Please reproduce exactly the lines from the start of the records through the one containing "let text = text.to_lowercase();", and nothing more.
-- INFORMATION GIVEN follows --
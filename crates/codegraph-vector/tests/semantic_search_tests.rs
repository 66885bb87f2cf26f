use approx::assert_relative_eq;
use async_trait::async_trait;
use codegraph_core::{
    CodeEdge, CodeGraphError, CodeNode, EmbeddingProviderKind, EmbeddingSettings, EntityType,
    GraphStore, RelationshipType, SemanticEmbedding,
};
use codegraph_graph::InMemoryGraphStore;
use codegraph_vector::{
    EmbeddingProvider, EmbeddingService, HybridSearchOptions, SemanticSearchManager,
    SemanticSearchParams, VectorError,
};
use std::sync::atomic::{AtomicUsize, Ordering};
use std::sync::Arc;

const PROJECT: &str = "shop";

/// Maps text onto three axes by keyword so similarities are predictable.
#[derive(Default)]
struct KeywordProvider {
    calls: AtomicUsize,
}

impl KeywordProvider {
    fn vector_for(text: &str) -> codegraph_vector::Result<Vec<f32>> {
        let text = text.to_lowercase();
        if text.contains("broken") {
            return Err(VectorError::Provider("refused".to_string()));
        }
        Ok(if text.contains("user") {
            vec![1.0, 0.0, 0.0]
        } else if text.contains("order") {
            vec![0.0, 1.0, 0.0]
        } else {
            vec![0.0, 0.0, 1.0]
        })
    }
}

#[async_trait]
impl EmbeddingProvider for KeywordProvider {
    async fn generate_embedding(&self, text: &str) -> codegraph_vector::Result<Vec<f32>> {
        self.calls.fetch_add(1, Ordering::SeqCst);
        Self::vector_for(text)
    }

    async fn generate_embeddings(
        &self,
        texts: &[String],
    ) -> codegraph_vector::Result<Vec<Vec<f32>>> {
        texts.iter().map(|t| Self::vector_for(t)).collect()
    }

    fn dimensions(&self) -> usize {
        3
    }

    fn model(&self) -> &str {
        "keyword-test"
    }

    fn provider_name(&self) -> &str {
        "Keyword"
    }
}

fn settings(batch_size: usize) -> EmbeddingSettings {
    EmbeddingSettings {
        provider: EmbeddingProviderKind::Ollama,
        dimensions: Some(3),
        batch_size,
        similarity_threshold: 0.8,
        ..Default::default()
    }
}

fn embedded(node: CodeNode, vector: Vec<f32>) -> CodeNode {
    node.with_embedding(SemanticEmbedding::new(vector, "keyword-test", "1.0"))
}

async fn seeded_store() -> Arc<InMemoryGraphStore> {
    let store = Arc::new(InMemoryGraphStore::new());
    let nodes = vec![
        embedded(
            CodeNode::new(
                PROJECT,
                EntityType::Class,
                "UserService",
                "app.UserService",
                "UserService.java",
            ),
            vec![1.0, 0.0, 0.0],
        ),
        embedded(
            CodeNode::new(
                PROJECT,
                EntityType::Class,
                "UserRepository",
                "app.UserRepository",
                "UserRepository.java",
            ),
            vec![0.9, 0.1, 0.0],
        ),
        embedded(
            CodeNode::new(
                PROJECT,
                EntityType::Class,
                "OrderService",
                "app.OrderService",
                "OrderService.java",
            ),
            vec![0.0, 1.0, 0.0],
        ),
        CodeNode::new(
            PROJECT,
            EntityType::Method,
            "findUser",
            "app.UserService.findUser",
            "UserService.java",
        ),
    ];
    store.add_nodes(nodes).await.unwrap();
    store
        .add_edge(CodeEdge::new(
            PROJECT,
            RelationshipType::Contains,
            "app.UserService",
            "app.UserService.findUser",
        ))
        .await
        .unwrap();
    store
}

fn manager(
    store: Arc<InMemoryGraphStore>,
    provider: Arc<KeywordProvider>,
    batch_size: usize,
) -> SemanticSearchManager {
    let service = EmbeddingService::with_provider(provider, settings(batch_size));
    SemanticSearchManager::new(store, Arc::new(service))
}

#[tokio::test]
async fn search_filters_by_threshold_and_orders_by_score() {
    let store = seeded_store().await;
    let manager = manager(store, Arc::new(KeywordProvider::default()), 10);

    let results = manager
        .semantic_search(&SemanticSearchParams::new(PROJECT, "find a user"))
        .await
        .unwrap();
    let names: Vec<&str> = results.iter().map(|r| r.node.name.as_str()).collect();
    assert_eq!(names, vec!["UserService", "UserRepository"]);
    assert_relative_eq!(results[0].similarity_score, 1.0, epsilon = 1e-6);
    assert!(results[1].similarity_score >= 0.8 && results[1].similarity_score < 1.0);
    assert!(results[0].matched_content.starts_with("UserService | app.UserService"));

    let mut params = SemanticSearchParams::new(PROJECT, "find a user");
    params.limit = Some(1);
    let limited = manager.semantic_search(&params).await.unwrap();
    assert_eq!(limited.len(), 1);
    assert_eq!(limited[0].node.name, "UserService");

    let mut params = SemanticSearchParams::new(PROJECT, "find a user");
    params.node_types = Some(vec![EntityType::Method]);
    assert!(manager.semantic_search(&params).await.unwrap().is_empty());
}

#[tokio::test]
async fn repeated_queries_hit_the_cache() {
    let store = seeded_store().await;
    let provider = Arc::new(KeywordProvider::default());
    let manager = manager(store, provider.clone(), 10);

    let params = SemanticSearchParams::new(PROJECT, "order totals");
    let first = manager.semantic_search(&params).await.unwrap();
    let second = manager.semantic_search(&params).await.unwrap();
    assert_eq!(first.len(), 1);
    assert_eq!(first[0].node.name, "OrderService");
    assert_eq!(second.len(), 1);
    assert_eq!(provider.calls.load(Ordering::SeqCst), 1);
}

#[tokio::test]
async fn hybrid_search_appends_graph_context() {
    let store = seeded_store().await;
    let manager = manager(store, Arc::new(KeywordProvider::default()), 10);

    let mut params = SemanticSearchParams::new(PROJECT, "user");
    params.limit = Some(1);
    let results = manager
        .hybrid_search(&params, HybridSearchOptions::default())
        .await
        .unwrap();
    assert_eq!(results.len(), 1);
    assert!(results[0]
        .matched_content
        .ends_with(" | Related: findUser (method)"));

    let plain = manager
        .hybrid_search(
            &params,
            HybridSearchOptions {
                include_relationships: false,
                max_hops: 2,
            },
        )
        .await
        .unwrap();
    assert!(!plain[0].matched_content.contains("Related:"));
}

#[tokio::test]
async fn similar_nodes_exclude_the_subject() {
    let store = seeded_store().await;
    let manager = manager(store, Arc::new(KeywordProvider::default()), 10);

    let similar = manager
        .get_similar_nodes(PROJECT, "app.UserService", 5)
        .await
        .unwrap();
    assert_eq!(similar.len(), 1);
    assert_eq!(similar[0].node.id, "app.UserRepository");

    let err = manager
        .get_similar_nodes(PROJECT, "app.UserService.findUser", 5)
        .await
        .unwrap_err();
    assert!(matches!(err, CodeGraphError::InvalidOperation(_)));

    let err = manager.get_similar_nodes(PROJECT, "app.Missing", 5).await.unwrap_err();
    assert!(err.is_not_found());
}

#[tokio::test]
async fn update_embeddings_counts_failures_per_node() {
    let store = Arc::new(InMemoryGraphStore::new());
    store
        .add_nodes(vec![
            CodeNode::new(PROJECT, EntityType::Class, "UserService", "app.UserService", "a.java"),
            CodeNode::new(PROJECT, EntityType::Class, "BrokenThing", "app.BrokenThing", "b.java"),
            CodeNode::new(
                PROJECT,
                EntityType::Method,
                "placeOrder",
                "app.Orders.placeOrder",
                "c.java",
            ),
        ])
        .await
        .unwrap();
    let manager = manager(store.clone(), Arc::new(KeywordProvider::default()), 1);
    manager.initialize_vector_indexes().unwrap();

    let stats = manager.update_embeddings(PROJECT, None).await.unwrap();
    assert_eq!(stats.updated, 2);
    assert_eq!(stats.failed, 1);

    let user = store.get_node(PROJECT, "app.UserService").await.unwrap().unwrap();
    let embedding = user.semantic_embedding.unwrap();
    assert_eq!(embedding.vector, vec![1.0, 0.0, 0.0]);
    assert_eq!(embedding.model, "keyword-test");
    assert!(store
        .get_node(PROJECT, "app.BrokenThing")
        .await
        .unwrap()
        .unwrap()
        .semantic_embedding
        .is_none());

    let only_methods = manager
        .update_embeddings(PROJECT, Some(&[EntityType::Method]))
        .await
        .unwrap();
    assert_eq!(only_methods.updated, 1);
    assert_eq!(only_methods.failed, 0);
}

#[tokio::test]
async fn index_dimensions_are_enforced() {
    let store = seeded_store().await;
    let manager = manager(store, Arc::new(KeywordProvider::default()), 10);

    let config = manager.initialize_vector_indexes().unwrap();
    assert_eq!(config.dimensions, 3);
    assert_eq!(config.similarity_function, "cosine");

    let err = manager
        .add_embedding_to_node(
            PROJECT,
            "app.UserService.findUser",
            SemanticEmbedding::new(vec![1.0, 0.0], "keyword-test", "1.0"),
        )
        .await
        .unwrap_err();
    assert!(matches!(err, CodeGraphError::Vector(_)));

    let node = manager
        .add_embedding_to_node(
            PROJECT,
            "app.UserService.findUser",
            SemanticEmbedding::new(vec![1.0, 0.0, 0.0], "keyword-test", "1.0"),
        )
        .await
        .unwrap();
    assert_eq!(node.embedding_vector(), Some(&[1.0, 0.0, 0.0][..]));
}

#[tokio::test]
async fn disabled_service_rejects_every_operation() {
    let store = seeded_store().await;
    let manager = SemanticSearchManager::new(store, Arc::new(EmbeddingService::disabled()));
    let params = SemanticSearchParams::new(PROJECT, "user");

    assert!(matches!(
        manager.initialize_vector_indexes(),
        Err(CodeGraphError::EmbeddingDisabled)
    ));
    assert!(matches!(
        manager.semantic_search(&params).await,
        Err(CodeGraphError::EmbeddingDisabled)
    ));
    assert!(matches!(
        manager.hybrid_search(&params, HybridSearchOptions::default()).await,
        Err(CodeGraphError::EmbeddingDisabled)
    ));
    assert!(matches!(
        manager.get_similar_nodes(PROJECT, "app.UserService", 5).await,
        Err(CodeGraphError::EmbeddingDisabled)
    ));
    assert!(matches!(
        manager.update_embeddings(PROJECT, None).await,
        Err(CodeGraphError::EmbeddingDisabled)
    ));
}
-- INFORMATION GIVEN concluded --
* **RESPONSE TO THIS EXERCISE**
filename crates/codegraph-vector/tests/semantic_search_tests.rs
repository 66885bb87f2cf26f
use approx::assert_relative_eq;
use async_trait::async_trait;
use codegraph_core::{
    CodeEdge, CodeGraphError, CodeNode, EmbeddingProviderKind, EmbeddingSettings, EntityType,
    GraphStore, RelationshipType, SemanticEmbedding,
};
use codegraph_graph::InMemoryGraphStore;
use codegraph_vector::{
    EmbeddingProvider, EmbeddingService, HybridSearchOptions, SemanticSearchManager,
    SemanticSearchParams, VectorError,
};
use std::sync::atomic::{AtomicUsize, Ordering};
use std::sync::Arc;

const PROJECT: &str = "shop";

/// Maps text onto three axes by keyword so similarities are predictable.
#[derive(Default)]
struct KeywordProvider {
    calls: AtomicUsize,
}

impl KeywordProvider {
    fn vector_for(text: &str) -> codegraph_vector::Result<Vec<f32>> {
        let text = text.to_lowercase();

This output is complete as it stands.